__WHAT TO PRODUCE__
Across all of the records below, determine the number of lines containing the string "points"; reply with that number only.

Collected data entries:
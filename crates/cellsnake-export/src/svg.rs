//! SVG overlay serializer.
//!
//! Draws the operator's rough boundaries and the refined curves of one
//! image as closed `<path>` elements in image-pixel coordinates, using
//! the [`svg`] crate for document construction, XML escaping, and path
//! data formatting. Layered over the source image, the overlay shows
//! where each outline was drawn and where the snake settled.
//!
//! Optional [`SvgMetadata`] embeds `<title>` and `<desc>` elements, and
//! the analysis configuration as JSON inside `<metadata>`.
//!
//! This is a pure function with no I/O -- it returns a `String`.

use svg::Document;
use svg::node::element::path::Data;
use svg::node::element::{Description, Element, Group, Path, Title};
use svg::node::{Node, Text, Value};

use cellsnake_pipeline::{Boundary, Dimensions, Polyline, RefinedCurve};

/// Stroke colour of rough boundaries.
const BOUNDARY_STROKE: &str = "red";
/// Stroke colour of refined curves.
const CURVE_STROKE: &str = "blue";

/// Metadata to embed in the SVG document.
///
/// All fields are optional. Text values are XML-escaped by the `svg`
/// crate.
#[derive(Debug, Clone, Default)]
pub struct SvgMetadata<'a> {
    /// Document title, emitted as `<title>`.
    ///
    /// Typically the image identifier.
    pub title: Option<&'a str>,

    /// Document description, emitted as `<desc>`.
    pub description: Option<&'a str>,

    /// Serialized analysis configuration, emitted inside a namespaced
    /// `<cellsnake:analysis>` element under `<metadata>` so the overlay
    /// records the parameters it was produced with.
    pub config_json: Option<&'a str>,
}

/// Outlines to draw for one image.
#[derive(Debug, Clone, Copy, Default)]
pub struct Overlay<'a> {
    /// Rough boundaries as drawn by the operator.
    pub boundaries: &'a [Boundary],
    /// Curves produced by refinement.
    pub curves: &'a [RefinedCurve],
}

/// Build a closed SVG path `d` attribute string from a polyline.
///
/// Uses `M` for the first point, `L` for the rest, and `z` to close the
/// outline back to its start. Returns an empty string for polylines with
/// fewer than 2 points.
///
/// # Examples
///
/// ```
/// use cellsnake_pipeline::{Point, Polyline};
/// use cellsnake_export::build_path_data;
///
/// let polyline = Polyline::new(vec![
///     Point::new(10.0, 20.0),
///     Point::new(30.0, 40.0),
///     Point::new(10.0, 40.0),
/// ]);
/// assert_eq!(build_path_data(&polyline), "M10,20 L30,40 L10,40 z");
/// ```
#[must_use]
pub fn build_path_data(polyline: &Polyline) -> String {
    let points = polyline.points();
    let Some((first, rest)) = points.split_first() else {
        return String::new();
    };
    if rest.is_empty() {
        return String::new();
    }
    let mut data = Data::new().move_to((first.x, first.y));
    for p in rest {
        data = data.line_to((p.x, p.y));
    }
    String::from(Value::from(data.close()))
}

fn outline_group<'p>(
    id: &str,
    stroke: &str,
    polylines: impl Iterator<Item = &'p Polyline>,
) -> Group {
    let mut group = Group::new()
        .set("id", id)
        .set("fill", "none")
        .set("stroke", stroke)
        .set("stroke-width", 1);
    for polyline in polylines {
        let d = build_path_data(polyline);
        if d.is_empty() {
            continue;
        }
        group = group.add(Path::new().set("d", d));
    }
    group
}

/// Serialize an [`Overlay`] into an SVG document string.
///
/// The view box spans `dimensions` in pixels, so the document can be
/// laid directly over the source image. Rough boundaries are stroked red
/// in a `<g id="boundaries">` group and refined curves blue in a
/// `<g id="refined">` group drawn on top. Outlines with fewer than 2
/// points are skipped.
#[must_use]
pub fn to_overlay_svg(
    overlay: Overlay<'_>,
    dimensions: Dimensions,
    metadata: &SvgMetadata<'_>,
) -> String {
    let Dimensions { width, height } = dimensions;
    let mut doc = Document::new()
        .set("width", width)
        .set("height", height)
        .set("viewBox", (0, 0, width, height));

    if let Some(title) = metadata.title {
        doc = doc.add(Title::new(title));
    }

    if let Some(description) = metadata.description {
        doc = doc.add(Description::new().add(Text::new(description)));
    }

    if let Some(config_json) = metadata.config_json {
        let mut analysis_el = Element::new("cellsnake:analysis");
        analysis_el.assign("xmlns:cellsnake", "https://cellsnake.dev/ns/1");
        analysis_el.append(Text::new(config_json));
        let mut metadata_el = Element::new("metadata");
        metadata_el.append(analysis_el);
        doc = doc.add(metadata_el);
    }

    doc = doc.add(outline_group(
        "boundaries",
        BOUNDARY_STROKE,
        overlay.boundaries.iter().map(Boundary::polyline),
    ));
    doc = doc.add(outline_group(
        "refined",
        CURVE_STROKE,
        overlay.curves.iter().map(RefinedCurve::polyline),
    ));

    // The svg crate omits the XML declaration, so we prepend it.
    format!("<?xml version=\"1.0\" encoding=\"UTF-8\"?>\n{doc}\n")
}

__EXERCISE ANSWER__
4